# steroids are not gear



## John Ziegler (Oct 29, 2019)

just watched Westside Barbell vs the world 

safe to say these guys are expert's 

they say gear is the weightlifting outfits

the benching shirts & squat singlets

not the steroids !


----------



## Gibsonator (Oct 29, 2019)

thanks for sharing that.
cool if we call it juice?
if not, we're going with roids...


----------



## Straight30weight (Oct 29, 2019)

Juicy as ****


----------



## 3 Blind Mice (Oct 29, 2019)

And you never see a kettle and coffee pot in the same room, at the same time


----------



## HollyWoodCole (Oct 29, 2019)

I prefer the term Jewce as coined by Pillar.


----------



## Trump (Oct 29, 2019)

Stedz.......


----------



## NbleSavage (Oct 29, 2019)

Death to all jewce!!!


----------



## silvereyes87 (Oct 29, 2019)

I like calling it juice. Steroids too broad a term for me. Birth control is steroids for Christ's sake. 
Gear meh can take it or leave it.


----------



## Bro Bundy (Oct 29, 2019)

in new jersey we call it the sauce


----------



## snake (Oct 29, 2019)

I hear ya Z. Years back, gear was the stuff you lifted with, squatting suit, wraps and bench shirts. If a guy asked, "You put those numbers up with gear?" you didn't think he was talking about AAS. 
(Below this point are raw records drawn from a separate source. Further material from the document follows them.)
//! Reverb.
//!
//! Each input channel passes through two Schroeder all-passes and then feeds
//! a four-line feedback delay network mixed by a 4×4 Hadamard matrix. Every
//! line has a one-pole low-pass in its loop. Spacetime scales the line
//! lengths, decay sets the loop gain.

use crate::arena::Arena;
use crate::buffer::StereoBuffer;
use crate::config::EngineConfig;
use crate::dsp::helpers::OnePole;
use crate::dsp::DelayLine;
use crate::error::Result;
use crate::node::StereoProcessor;
use crate::patch::Patch;

/// Network line lengths at 48 kHz and full size.
const LINE_LENGTHS: [usize; 4] = [1433, 1601, 1867, 2053];
/// Diffuser lengths at 48 kHz, two per channel.
const DIFFUSER_LENGTHS: [[usize; 2]; 2] = [[225, 341], [241, 359]];
const DIFFUSER_GAIN: f32 = 0.6;
const MIN_SIZE: f32 = 0.25;
const MIN_FEEDBACK: f32 = 0.3;
const MAX_FEEDBACK: f32 = 0.97;
const DAMPING_HZ: f32 = 5_000.0;

fn scaled(len: usize, rate_scale: f32) -> usize {
    ((len as f32 * rate_scale) as usize).max(2)
}

/// Orthogonal when scaled by ½.
#[inline]
fn hadamard4(x: &mut [f32; 4]) {
    let [a, b, c, d] = *x;
    let (s0, s1, s2, s3) = (a + b, a - b, c + d, c - d);
    *x = [s0 + s2, s1 + s3, s0 - s2, s1 - s3];
}

struct AllPass<'a> {
    line: DelayLine<'a>,
    delay: usize,
}

impl<'a> AllPass<'a> {
    fn create(arena: &mut Arena<'a>, delay: usize) -> Result<Self> {
        Ok(AllPass {
            line: DelayLine::create(arena, delay)?,
            delay,
        })
    }

    #[inline]
    fn process(&mut self, x: f32) -> f32 {
        let delayed = self.line.read(self.delay - 1);
        self.line.write(x + DIFFUSER_GAIN * delayed);
        delayed - DIFFUSER_GAIN * x
    }
}

pub struct Ambience<'a> {
    diffusers: [[AllPass<'a>; 2]; 2],
    lines: [DelayLine<'a>; 4],
    damping: [OnePole; 4],
    base_lengths: [usize; 4],
}

impl<'a> Ambience<'a> {
    pub fn create(arena: &mut Arena<'a>, config: &EngineConfig) -> Result<Self> {
        let rate_scale = config.sample_rate / 48_000.0;
        let base_lengths = LINE_LENGTHS.map(|len| scaled(len, rate_scale));
        let d = DIFFUSER_LENGTHS.map(|pair| pair.map(|len| scaled(len, rate_scale)));
        let damping = OnePole::new(DAMPING_HZ.min(0.45 * config.sample_rate), config.sample_rate);
        Ok(Ambience {
            diffusers: [
                [AllPass::create(arena, d[0][0])?, AllPass::create(arena, d[0][1])?],
                [AllPass::create(arena, d[1][0])?, AllPass::create(arena, d[1][1])?],
            ],
            lines: [
                DelayLine::create(arena, base_lengths[0])?,
                DelayLine::create(arena, base_lengths[1])?,
                DelayLine::create(arena, base_lengths[2])?,
                DelayLine::create(arena, base_lengths[3])?,
            ],
            damping: [damping; 4],
            base_lengths,
        })
    }

    /// Loop lengths for a size in `0..=1`.
    pub fn line_lengths(&self, size: f32) -> [usize; 4] {
        let scale = MIN_SIZE + (1.0 - MIN_SIZE) * size.clamp(0.0, 1.0);
        self.base_lengths.map(|len| ((len as f32 * scale) as usize).clamp(1, len))
    }

    /// Loop gain for a decay in `0..=1`.
    pub fn feedback(decay: f32) -> f32 {
        MIN_FEEDBACK + (MAX_FEEDBACK - MIN_FEEDBACK) * decay.clamp(0.0, 1.0)
    }
}

impl StereoProcessor for Ambience<'_> {
    fn process(&mut self, patch: &Patch, buffer: &mut StereoBuffer<'_>) {
        let c = &patch.ctrls;
        let size = patch.modulated_unit(
            c.ambience_spacetime,
            c.ambience_spacetime_mod_amount,
            patch.cvs.ambience_spacetime,
            c.ambience_spacetime_cv_amount,
        );
        let decay = patch.modulated_unit(c.ambience_decay, c.ambience_decay_mod_amount, 0.0, 0.0);
        let feedback = 0.5 * Self::feedback(decay);
        let lengths = self.line_lengths(size);
        let vol = 0.5 * c.ambience_vol;
        let (pan_l, pan_r) = if c.ambience_auto_pan > 0.5 {
            let pan = patch.state.mod_value.clamp(-1.0, 1.0);
            ((1.0 - pan).min(1.0), (1.0 + pan).min(1.0))
        } else {
            (1.0, 1.0)
        };

        let [diff_l, diff_r] = &mut self.diffusers;
        let (left, right) = buffer.stereo_mut();
        for (l, r) in left.iter_mut().zip(right.iter_mut()) {
            let mut in_l = *l;
            let mut in_r = *r;
            for d in diff_l.iter_mut() {
                in_l = d.process(in_l);
            }
            for d in diff_r.iter_mut() {
                in_r = d.process(in_r);
            }

            let mut taps = [0.0f32; 4];
            for (i, tap) in taps.iter_mut().enumerate() {
                *tap = self.lines[i].read(lengths[i] - 1);
            }
            let mut mix = [0.0f32; 4];
            for (i, m) in mix.iter_mut().enumerate() {
                *m = self.damping[i].process(taps[i]);
            }
            hadamard4(&mut mix);
            let inputs = [in_l, in_l, in_r, in_r];
            for (i, line) in self.lines.iter_mut().enumerate() {
                line.write(inputs[i] + feedback * mix[i]);
            }

            *l += (taps[0] + taps[2]) * vol * pan_l;
            *r += (taps[1] + taps[3]) * vol * pan_r;
        }
    }
}

#[cfg(test)]
mod tests {
    use super::*;
    use crate::nodes::testing::{regions, small_config};

    #[test]
    fn hadamard_is_orthogonal_after_scaling() {
        let mut x = [1.0, 2.0, 3.0, 4.0];
        let energy: f32 = x.iter().map(|v| v * v).sum();
        hadamard4(&mut x);
        let mixed: f32 = x.iter().map(|v| 0.25 * v * v).sum();
        assert!((energy - mixed).abs() < 1e-4);
        hadamard4(&mut x);
        assert_eq!(x.map(|v| v * 0.25), [1.0, 2.0, 3.0, 4.0]);
    }

    #[test]
    fn size_and_decay_ranges() {
        let (mut fast, mut bulk) = regions(256 * 1024);
        let mut arena = Arena::new(&mut fast, &mut bulk);
        let amb = Ambience::create(&mut arena, &small_config()).unwrap();
        assert_eq!(amb.line_lengths(1.0), LINE_LENGTHS);
        assert!(amb.line_lengths(0.0)[3] < LINE_LENGTHS[0]);
        assert_eq!(Ambience::feedback(0.0), MIN_FEEDBACK);
        assert!((Ambience::feedback(1.0) - MAX_FEEDBACK).abs() < 1e-6);
    }

    #[test]
    fn impulse_tail_decays() {
        let (mut fast, mut bulk) = regions(256 * 1024);
        let mut arena = Arena::new(&mut fast, &mut bulk);
        let config = small_config();
        let mut amb = Ambience::create(&mut arena, &config).unwrap();
        let mut buf = StereoBuffer::create(&mut arena, config.max_block_size).unwrap();
        let mut patch = Patch::new(&config);
        patch.ctrls.ambience_vol = 1.0;
        patch.ctrls.ambience_decay = 0.5;

        let mut energy = std::vec::Vec::new();
        for block in 0..3000 {
            buf.clear();
            if block == 0 {
                buf.samples(0)[0] = 1.0;
            }
            amb.process(&patch, &mut buf);
            let e: f32 = buf.left().iter().chain(buf.right()).map(|s| s * s).sum();
            energy.push(e);
        }
        let early: f32 = energy[100..400].iter().sum();
        let late: f32 = energy[2700..3000].iter().sum();
        assert!(early > 0.0);
        assert!(late < early * 1e-3);
        assert!(energy.iter().all(|e| e.is_finite()));
    }

    #[test]
    fn auto_pan_follows_lfo() {
        let (mut fast, mut bulk) = regions(256 * 1024);
        let mut arena = Arena::new(&mut fast, &mut bulk);
        let config = small_config();
        let mut amb = Ambience::create(&mut arena, &config).unwrap();
        let mut buf = StereoBuffer::create(&mut arena, config.max_block_size).unwrap();
        let mut patch = Patch::new(&config);
        patch.ctrls.ambience_vol = 1.0;
        patch.ctrls.ambience_auto_pan = 1.0;
        patch.state.mod_value = -1.0;
        let mut right_energy = 0.0;
        for block in 0..200 {
            buf.clear();
            if block == 0 {
                buf.samples(0)[0] = 1.0;
                buf.samples(1)[0] = 1.0;
            }
            amb.process(&patch, &mut buf);
            if block > 0 {
                right_energy += buf.right().iter().map(|s| s * s).sum::<f32>();
            }
        }
        assert_eq!(right_energy, 0.0);
    }
}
Now a days, it's Equipped for the guys who lift with those things. I will still use Gear in reference to AAS just because this is the accepted term.
https://www.youtube.com/watch?v=yZEV_KQgi10


----------



## notsoswoleCPA (Oct 29, 2019)

Dang, a young mechanic at work was asking me about gear and I told him my old ass needed wrist wraps, knee sleeves, elbow sleeves, and lifting straps...


----------



## tinymk (Oct 29, 2019)

Gear is equipment.  The other, we always referred to it as being on


----------



## Gibsonator (Oct 29, 2019)

dat dere celltech bra


----------



## BRICKS (Oct 30, 2019)

My new term for AAS is ketchup.  Tonight I told Mrs BRICKS we were out of ketchup.  She said "fk I just bought ketchup at Costco ".  I replied, how do you think I got so big.  Ketchup it is...


----------



## Trump (Oct 30, 2019)

My mrs is on once a month



tinymk said:


> Gear is equipment.  The other, we always referred to it as being on


----------



## stonetag (Oct 30, 2019)

I'm either on cycle, or off.


----------



## Seeker (Oct 30, 2019)

Cascadehealthcare said:


> Good to know this




Shut up you fuking idiot.


----------



## Yaya (Oct 30, 2019)

At my bar we call it "the shit"


----------



## DieYoungStrong (Oct 30, 2019)

Juice, sauce, scoops...it’s all the same


----------



## John Ziegler (Nov 1, 2019)

if you feel like you earned the right to call them gear by all means do so 

for example you 

bench 3 plates squat 4 plates dead 5 plates

call it whatever the fuk you want 

you earned it 

regardless if youve ever even used it or not

that goes for short names like var winny etc.

none of this noob knob gunna run a first cycle cause you lift numbers are hidious put a wig on you look like a skinny bitch 

should I try var testo or winny line of gayness


----------



## Jin (Nov 1, 2019)

John Ziegler said:


> if you feel like you earned the right to call them gear by all means do so
> 
> for example you
> 
> ...



I always appreciate you giving me a pass for my perceived gayness.


----------



## transcend2007 (Nov 2, 2019)

This post changes my perception of gear porn ...


----------



## RISE (Nov 2, 2019)

I thought it was about the secks  toys.


----------



## MR USED TO BE (Nov 5, 2019)

Juice and sauce.
Some of us are showing our age! ,

We used to call it juice too.


----------